- Born: July 22, 1932 New York City, New York, U.S.
- Died: June 15, 1994 (aged 61) Los Angeles, California, U.S.
- Occupation: Film producer
- Years active: 1971–1994
- Spouses: ; Judith Deborah Feldman ​ ​(m. 1958; div. 1980)​ ; Talia Shire ​(m. 1980)​
- Children: 4, including John, Jason, and Robert
- Relatives: Coppola family (by marriage)

= Jack Schwartzman =

American film producer

Jack Schwartzman (July 22, 1932 – June 15, 1994) was an American film producer.

==Early life==
Jack Schwartzman was born on July 22, 1932, in New York City. He had a brother, Leonard Schwartzman, who became a physician.
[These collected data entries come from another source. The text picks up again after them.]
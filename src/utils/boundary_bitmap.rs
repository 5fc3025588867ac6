//! ## Boundary Bitmap
//! The [`BoundaryBitmapProvider`] trait provides
//! [`BoundaryBitmapProvider::next_initialized_boundary_within_one_word`] and the cross-word
//! [`BoundaryBitmapProvider::next_initialized_boundary`] for any bitmap that implements
//! [`BoundaryBitmapProvider::get_word`]. Bit `i` of word `w` stands for the bucket whose lower
//! boundary is `(w * 256 + i) * resolution`.

use super::{get_price_x96_at_boundary, least_significant_bit, most_significant_bit};
use crate::prelude::*;
use alloy_primitives::{map::rustc_hash::FxHashMap, U160, U256};
use num_integer::Integer;

pub type BoundaryBitmap = FxHashMap<i16, U256>;

/// Computes the position in the bitmap where the bucket of `boundary` lives.
///
/// ## Arguments
///
/// * `boundary`: the boundary for which to compute the position
/// * `resolution`: the bucket width of the grid
///
/// ## Returns
///
/// * `word_pos`: the key of the word containing the bit
/// * `bit_pos`: the bit position in the word
#[inline]
pub fn position(boundary: i32, resolution: i32) -> (i16, u8) {
    compressed_position(boundary.div_floor(&resolution))
}

#[inline]
const fn compressed_position(compressed: i32) -> (i16, u8) {
    ((compressed >> 8) as i16, (compressed & 0xff) as u8)
}

/// Provides boundary searches for a bitmap that implements [`Self::get_word`]
pub trait BoundaryBitmapProvider {
    /// Get a bitmap word at a specific position, zero if never written
    fn get_word(&self, word_pos: i16) -> U256;

    /// Returns the next initialized bucket contained in the same word as the bucket that is
    /// either strictly below `boundary` (`lte`) or strictly above the bucket of `boundary`.
    ///
    /// ## Arguments
    ///
    /// * `boundary`: the starting boundary
    /// * `resolution`: the bucket width of the grid
    /// * `lte`: whether to search for the next initialized bucket to the left (less than or
    ///   equal to the starting boundary)
    ///
    /// ## Returns
    ///
    /// The lower boundary of the next bucket, or the edge of the word when none is initialized,
    /// and whether that bucket is initialized
    #[inline]
    fn next_initialized_boundary_within_one_word(
        &self,
        boundary: i32,
        resolution: i32,
        lte: bool,
    ) -> (i32, bool) {
        if lte {
            // buckets whose lower boundary is strictly below `boundary`
            let (word_pos, bit_pos) = compressed_position((boundary - 1).div_floor(&resolution));
            // all the 1s at or to the right of `bit_pos`
            let mask = U256::MAX >> (255 - bit_pos as usize);
            let masked = self.get_word(word_pos) & mask;
            let initialized = !masked.is_zero();
            let bit = if initialized {
                most_significant_bit(masked) as i32
            } else {
                0
            };
            (((word_pos as i32) * 256 + bit) * resolution, initialized)
        } else {
            // start from the bucket after the current one, its state does not matter
            let (word_pos, bit_pos) =
                compressed_position(boundary.div_floor(&resolution) + 1);
            // all the 1s at or to the left of `bit_pos`
            let mask = U256::MAX << bit_pos as usize;
            let masked = self.get_word(word_pos) & mask;
            let initialized = !masked.is_zero();
            let bit = if initialized {
                least_significant_bit(masked) as i32
            } else {
                255
            };
            (((word_pos as i32) * 256 + bit) * resolution, initialized)
        }
    }

    /// Searches word by word for the next initialized bucket in the swap direction.
    ///
    /// When the bucket at `boundary_lower` is initialized and the price has not yet crossed it,
    /// that bucket is returned. Otherwise the search stops at the first initialized bucket or at
    /// the first word edge beyond [`MIN_BOUNDARY`] or [`MAX_BOUNDARY`], which is returned with
    /// `initialized = false`.
    ///
    /// ## Arguments
    ///
    /// * `boundary`: the current boundary
    /// * `price_x96`: the current price
    /// * `current_initialized`: whether the bucket at `boundary_lower` is initialized
    /// * `boundary_lower`: the lower boundary of the current bucket
    /// * `resolution`: the bucket width of the grid
    /// * `lte`: whether the price is falling
    fn next_initialized_boundary(
        &self,
        boundary: i32,
        price_x96: U160,
        current_initialized: bool,
        boundary_lower: i32,
        resolution: i32,
        lte: bool,
    ) -> Result<(i32, bool), Error> {
        if current_initialized {
            if lte {
                if price_x96 > get_price_x96_at_boundary(boundary_lower)? {
                    return Ok((boundary_lower, true));
                }
            } else if price_x96 < get_price_x96_at_boundary(boundary_lower + resolution)? {
                return Ok((boundary_lower, true));
            }
        }

        let mut cursor = if lte { boundary } else { boundary_lower };
        loop {
            let (next, initialized) =
                self.next_initialized_boundary_within_one_word(cursor, resolution, lte);
            if initialized || (lte && next <= MIN_BOUNDARY) || (!lte && next >= MAX_BOUNDARY) {
                return Ok((next, initialized));
            }
            cursor = next;
        }
    }
}

/// Writes words of a bitmap
pub trait BoundaryBitmapWriter: BoundaryBitmapProvider {
    fn set_word(&mut self, word_pos: i16, word: U256);

    /// Flips the initialized state of the bucket at `boundary` from false to true, or vice versa.
    #[inline]
    fn flip_boundary(&mut self, boundary: i32, resolution: i32) {
        debug_assert!(boundary % resolution == 0);
        let (word_pos, bit_pos) = position(boundary, resolution);
        let word = self.get_word(word_pos) ^ (U256::from(1) << bit_pos as usize);
        self.set_word(word_pos, word);
    }
}

impl BoundaryBitmapProvider for BoundaryBitmap {
    #[inline]
    fn get_word(&self, word_pos: i16) -> U256 {
        self.get(&word_pos).copied().unwrap_or(U256::ZERO)
    }
}

impl BoundaryBitmapWriter for BoundaryBitmap {
    #[inline]
    fn set_word(&mut self, word_pos: i16, word: U256) {
        if word.is_zero() {
            self.remove(&word_pos);
        } else {
            self.insert(word_pos, word);
        }
    }
}
/// The result of a swap. Positive amounts are owed to the grid, negative amounts are paid to the
/// recipient.
#[derive(Clone, Copy, Debug, Default, PartialEq, Eq, Hash)]
pub struct SwapOutcome {
    pub amount0: I256,
    pub amount1: I256,
    pub price_x96: U160,
    pub boundary: i32,
}

struct SwapState {
    amount_specified_remaining: I256,
    amount_in: U256,
    amount_out: U256,
    protocol_fee: u128,
    price_x96: U160,
    boundary: i32,
}

struct StepComputations {
    price_start_x96: U160,
    boundary_next: i32,
    initialized: bool,
    price_target_x96: U160,
    price_next_x96: U160,
    amount_in: u128,
    amount_out: u128,
    fee_amount: u128,
}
He was of Ashkenazi Jewish descent.

==Career==
Schwartzman was an entertainment attorney (clients included director Hal Ashby) and in the late 1970s was an executive at Lorimar Films. Schwartzman later became a film producer; among the films he produced were the 1983 non-Eon James Bond film Never Say Never Again, starring Sean Connery and the 1986 film Rad, starring Bill Allen. His production company, Taliafilm, was named after second wife, actress Talia Shire.

==Personal life==
Schwartzman and his first wife, Judith Deborah Feldman (m. February 5, 1958 – August 11, 1980; divorced) had two children, John Schwartzman and Stephanie. Schwartzman and his second wife, actress Talia Shire had two sons, Jason Schwartzman and Robert Coppola Schwartzman. Jack Schwartzman died of pancreatic cancer on June 15, 1994, in Los Angeles, California.